▸ WORK REQUEST: Of the entries below, return exactly those lines that fall between the one containing "filename blurble_libs/src/perf.rs" and the one containing "in one minute", the two end lines included.

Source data
--
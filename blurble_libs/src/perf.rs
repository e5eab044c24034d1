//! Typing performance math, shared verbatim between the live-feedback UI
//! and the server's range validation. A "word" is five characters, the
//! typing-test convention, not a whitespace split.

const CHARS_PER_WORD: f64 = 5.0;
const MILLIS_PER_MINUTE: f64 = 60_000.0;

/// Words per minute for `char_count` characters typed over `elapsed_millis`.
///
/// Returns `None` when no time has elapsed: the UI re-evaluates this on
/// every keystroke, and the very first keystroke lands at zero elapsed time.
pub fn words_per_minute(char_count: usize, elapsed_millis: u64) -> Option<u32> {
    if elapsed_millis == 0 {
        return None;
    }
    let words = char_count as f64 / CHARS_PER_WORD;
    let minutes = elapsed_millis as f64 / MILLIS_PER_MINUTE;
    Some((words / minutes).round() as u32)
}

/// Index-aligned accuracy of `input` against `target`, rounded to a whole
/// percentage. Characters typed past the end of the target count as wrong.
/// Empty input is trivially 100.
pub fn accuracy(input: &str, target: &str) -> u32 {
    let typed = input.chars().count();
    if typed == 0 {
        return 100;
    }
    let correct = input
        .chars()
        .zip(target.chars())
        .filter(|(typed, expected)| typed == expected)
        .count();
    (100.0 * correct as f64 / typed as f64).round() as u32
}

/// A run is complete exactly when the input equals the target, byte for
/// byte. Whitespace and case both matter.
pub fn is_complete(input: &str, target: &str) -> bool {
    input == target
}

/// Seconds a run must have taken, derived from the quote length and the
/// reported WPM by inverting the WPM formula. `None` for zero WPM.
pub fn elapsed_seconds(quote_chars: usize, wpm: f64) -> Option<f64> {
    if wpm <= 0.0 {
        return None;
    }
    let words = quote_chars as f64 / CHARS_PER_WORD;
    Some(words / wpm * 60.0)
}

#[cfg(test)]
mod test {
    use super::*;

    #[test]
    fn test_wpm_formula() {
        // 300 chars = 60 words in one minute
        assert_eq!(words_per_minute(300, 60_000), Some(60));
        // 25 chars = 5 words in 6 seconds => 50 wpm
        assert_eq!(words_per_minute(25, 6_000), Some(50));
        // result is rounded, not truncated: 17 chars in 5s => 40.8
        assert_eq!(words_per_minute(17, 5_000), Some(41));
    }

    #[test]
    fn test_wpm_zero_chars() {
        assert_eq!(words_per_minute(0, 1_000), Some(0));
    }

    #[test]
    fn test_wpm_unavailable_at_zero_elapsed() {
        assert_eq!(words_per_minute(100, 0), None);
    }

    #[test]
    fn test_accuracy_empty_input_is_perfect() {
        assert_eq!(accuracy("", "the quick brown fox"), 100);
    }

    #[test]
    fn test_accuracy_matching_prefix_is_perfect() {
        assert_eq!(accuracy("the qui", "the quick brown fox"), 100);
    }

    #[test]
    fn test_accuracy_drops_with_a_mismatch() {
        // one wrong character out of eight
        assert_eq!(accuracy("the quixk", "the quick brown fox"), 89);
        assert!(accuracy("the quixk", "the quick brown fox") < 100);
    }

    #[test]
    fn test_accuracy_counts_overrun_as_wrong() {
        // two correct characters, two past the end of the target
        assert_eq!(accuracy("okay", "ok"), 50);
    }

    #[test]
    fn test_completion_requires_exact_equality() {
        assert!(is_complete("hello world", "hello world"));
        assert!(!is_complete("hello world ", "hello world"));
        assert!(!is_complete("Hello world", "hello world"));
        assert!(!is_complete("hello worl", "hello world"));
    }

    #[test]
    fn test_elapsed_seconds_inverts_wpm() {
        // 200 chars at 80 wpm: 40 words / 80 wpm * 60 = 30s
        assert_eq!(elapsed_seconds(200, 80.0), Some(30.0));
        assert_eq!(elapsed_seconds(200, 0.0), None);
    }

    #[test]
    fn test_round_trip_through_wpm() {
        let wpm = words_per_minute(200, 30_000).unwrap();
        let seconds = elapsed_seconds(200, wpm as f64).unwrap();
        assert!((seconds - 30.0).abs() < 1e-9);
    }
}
--
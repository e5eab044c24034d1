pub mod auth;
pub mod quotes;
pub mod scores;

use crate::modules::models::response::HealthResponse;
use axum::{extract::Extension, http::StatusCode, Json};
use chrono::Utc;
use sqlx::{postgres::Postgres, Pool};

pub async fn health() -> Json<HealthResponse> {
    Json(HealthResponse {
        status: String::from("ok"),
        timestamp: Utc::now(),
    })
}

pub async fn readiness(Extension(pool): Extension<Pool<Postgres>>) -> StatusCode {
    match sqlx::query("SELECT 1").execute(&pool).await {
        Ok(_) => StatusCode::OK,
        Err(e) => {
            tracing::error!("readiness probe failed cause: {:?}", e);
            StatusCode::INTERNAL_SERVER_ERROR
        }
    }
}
--
▸ SOLUTION TO THIS TASK:
filename blurble_libs/src/perf.rs
repository e5eab044c24034d1
//! Typing performance math, shared verbatim between the live-feedback UI
//! and the server's range validation. A "word" is five characters, the
//! typing-test convention, not a whitespace split.

const CHARS_PER_WORD: f64 = 5.0;
const MILLIS_PER_MINUTE: f64 = 60_000.0;

/// Words per minute for `char_count` characters typed over `elapsed_millis`.
///
/// Returns `None` when no time has elapsed: the UI re-evaluates this on
/// every keystroke, and the very first keystroke lands at zero elapsed time.
pub fn words_per_minute(char_count: usize, elapsed_millis: u64) -> Option<u32> {
    if elapsed_millis == 0 {
        return None;
    }
    let words = char_count as f64 / CHARS_PER_WORD;
    let minutes = elapsed_millis as f64 / MILLIS_PER_MINUTE;
    Some((words / minutes).round() as u32)
}

/// Index-aligned accuracy of `input` against `target`, rounded to a whole
/// percentage. Characters typed past the end of the target count as wrong.
/// Empty input is trivially 100.
pub fn accuracy(input: &str, target: &str) -> u32 {
    let typed = input.chars().count();
    if typed == 0 {
        return 100;
    }
    let correct = input
        .chars()
        .zip(target.chars())
        .filter(|(typed, expected)| typed == expected)
        .count();
    (100.0 * correct as f64 / typed as f64).round() as u32
}

/// A run is complete exactly when the input equals the target, byte for
/// byte. Whitespace and case both matter.
pub fn is_complete(input: &str, target: &str) -> bool {
    input == target
}

/// Seconds a run must have taken, derived from the quote length and the
/// reported WPM by inverting the WPM formula. `None` for zero WPM.
pub fn elapsed_seconds(quote_chars: usize, wpm: f64) -> Option<f64> {
    if wpm <= 0.0 {
        return None;
    }
    let words = quote_chars as f64 / CHARS_PER_WORD;
    Some(words / wpm * 60.0)
}

#[cfg(test)]
mod test {
    use super::*;

    #[test]
    fn test_wpm_formula() {
        // 300 chars = 60 words in one minute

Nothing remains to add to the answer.